**INPUT FOR THIS TASK**
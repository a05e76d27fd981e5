//! Library of derived simple types
//!
//! Every schema starts with the same six named simple types. Transformed
//! strings lower to these by name; `nullType` backs the null kind. The
//! date and time types are unions so that both the lexical XSD form and the
//! recognized plain-text forms validate.

use crate::document::Element;
use crate::xsd::builder::XsdBuilder;

/// Day-first numeric date, `/` or `.` separated
pub const DATE_PATTERN: &str = r"(0?[1-9]|[12][0-9]|3[01])[/.](0?[1-9]|1[0-2])[/.]\d{4}";

/// 24-hour clock time
pub const TIME_24H_PATTERN: &str = "([0-1]?[0-9]|2[0-3]):([0-5][0-9])";

/// 12-hour clock time with meridiem
pub const TIME_12H_PATTERN: &str = r"(0?[0-9]|1[01]):([0-5][0-9]) (AM|PM|a\.m\.|p\.m\.)";

/// Integer carried as a string
pub const INTEGER_STRING_PATTERN: &str = "(0|-?[1-9]*)";

/// Boolean carried as a string
pub const BOOLEAN_STRING_PATTERN: &str = "true|false";

/// http/https/ftp URI
pub const URI_PATTERN: &str = r"(https?|ftp):\/\/[^{}]+\.[^{}]+";

/// Emit the six library simple types directly under `<xsd:schema>`
pub fn emit_basic_types(schema: &mut Element) {
    schema.add_child(union_type(
        "dateType",
        vec![
            restriction("date", None),
            restriction("string", Some(DATE_PATTERN)),
        ],
    ));

    schema.add_child(union_type(
        "timeType",
        vec![
            restriction("time", None),
            restriction("string", Some(TIME_24H_PATTERN)),
            restriction("string", Some(TIME_12H_PATTERN)),
        ],
    ));

    schema.add_child(restriction_type(
        "integerStringType",
        restriction("string", Some(INTEGER_STRING_PATTERN)),
    ));

    schema.add_child(restriction_type(
        "booleanStringType",
        restriction("string", Some(BOOLEAN_STRING_PATTERN)),
    ));

    schema.add_child(restriction_type(
        "uriType",
        restriction("string", Some(URI_PATTERN)),
    ));

    let mut null_restriction = restriction("string", None);
    null_restriction.add_child(XsdBuilder::element("length", &[("value", "0")]));
    schema.add_child(restriction_type("nullType", null_restriction));
}

/// `<xsd:restriction base=…>` with an optional pattern facet
fn restriction(base: &str, pattern: Option<&str>) -> Element {
    let mut element = XsdBuilder::element("restriction", &[("base", base)]);
    if let Some(pattern) = pattern {
        element.add_child(XsdBuilder::element("pattern", &[("value", pattern)]));
    }
    element
}

/// Named `<xsd:simpleType>` wrapping a single restriction
fn restriction_type(name: &str, restriction: Element) -> Element {
    let mut simple_type = XsdBuilder::element("simpleType", &[("name", name)]);
    simple_type.add_child(restriction);
    simple_type
}

/// Named `<xsd:simpleType>` with a union of anonymous restricted members
fn union_type(name: &str, members: Vec<Element>) -> Element {
    let mut simple_type = XsdBuilder::element("simpleType", &[("name", name)]);
    let union = XsdBuilder::append(&mut simple_type, "union", &[]);
    for member in members {
        let wrapper = XsdBuilder::append(union, "simpleType", &[]);
        wrapper.add_child(member);
    }
    simple_type
}
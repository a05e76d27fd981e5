//! # jsonxsd
//!
//! Synthesizes an XML Schema (XSD) from a type graph inferred over JSON
//! sample data, and converts between JSON and XML instances driven by that
//! schema.
//!
//! ## Features
//!
//! - Type graph consumption: primitives, arrays, classes, primitive unions,
//!   transformed strings (dates, times, URIs, stringly numbers/booleans)
//! - Named complex-type deduplication with collision-resolving top-level
//!   element naming
//! - Schema re-indexing into path-keyed dictionaries
//! - Bidirectional, schema-driven JSON/XML conversion with round-trip
//!   semantics
//! - One-sample type inference so a render can run end to end
//!
//! ## Example
//!
//! ```rust,ignore
//! use jsonxsd::formats::RegexRecognizer;
//! use jsonxsd::infer::infer_type_graph;
//! use jsonxsd::render::render;
//!
//! let value = serde_json::json!({"a": 1, "b": "x"});
//! let recognizer = RegexRecognizer::new();
//! let graph = infer_type_graph("Root", &value, &recognizer);
//! let rendered = render(&graph, &value, "out.xsd", &recognizer)?;
//! println!("{}", rendered.xsd);
//! ```

#![warn(missing_docs)]
#![warn(clippy::all)]

pub mod error;

pub mod document;
pub mod formats;
pub mod typegraph;

pub mod infer;
pub mod xsd;

pub mod convert;
pub mod render;

// Re-exports for convenience
pub use error::{Error, Result};

/// Version of the jsonxsd library
pub const VERSION: &str = env!("CARGO_PKG_VERSION");

/// XML Schema namespace
pub const XSD_NAMESPACE: &str = "http://www.w3.org/2001/XMLSchema";

/// XML Schema instance namespace
pub const XSI_NAMESPACE: &str = "http://www.w3.org/2001/XMLSchema-instance";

**WORK ITEM**
What is needed is every line of the records above that contains the word "None".

**YOUR RESPONSE**
            restriction("date", None),
            restriction("time", None),
    let mut null_restriction = restriction("string", None);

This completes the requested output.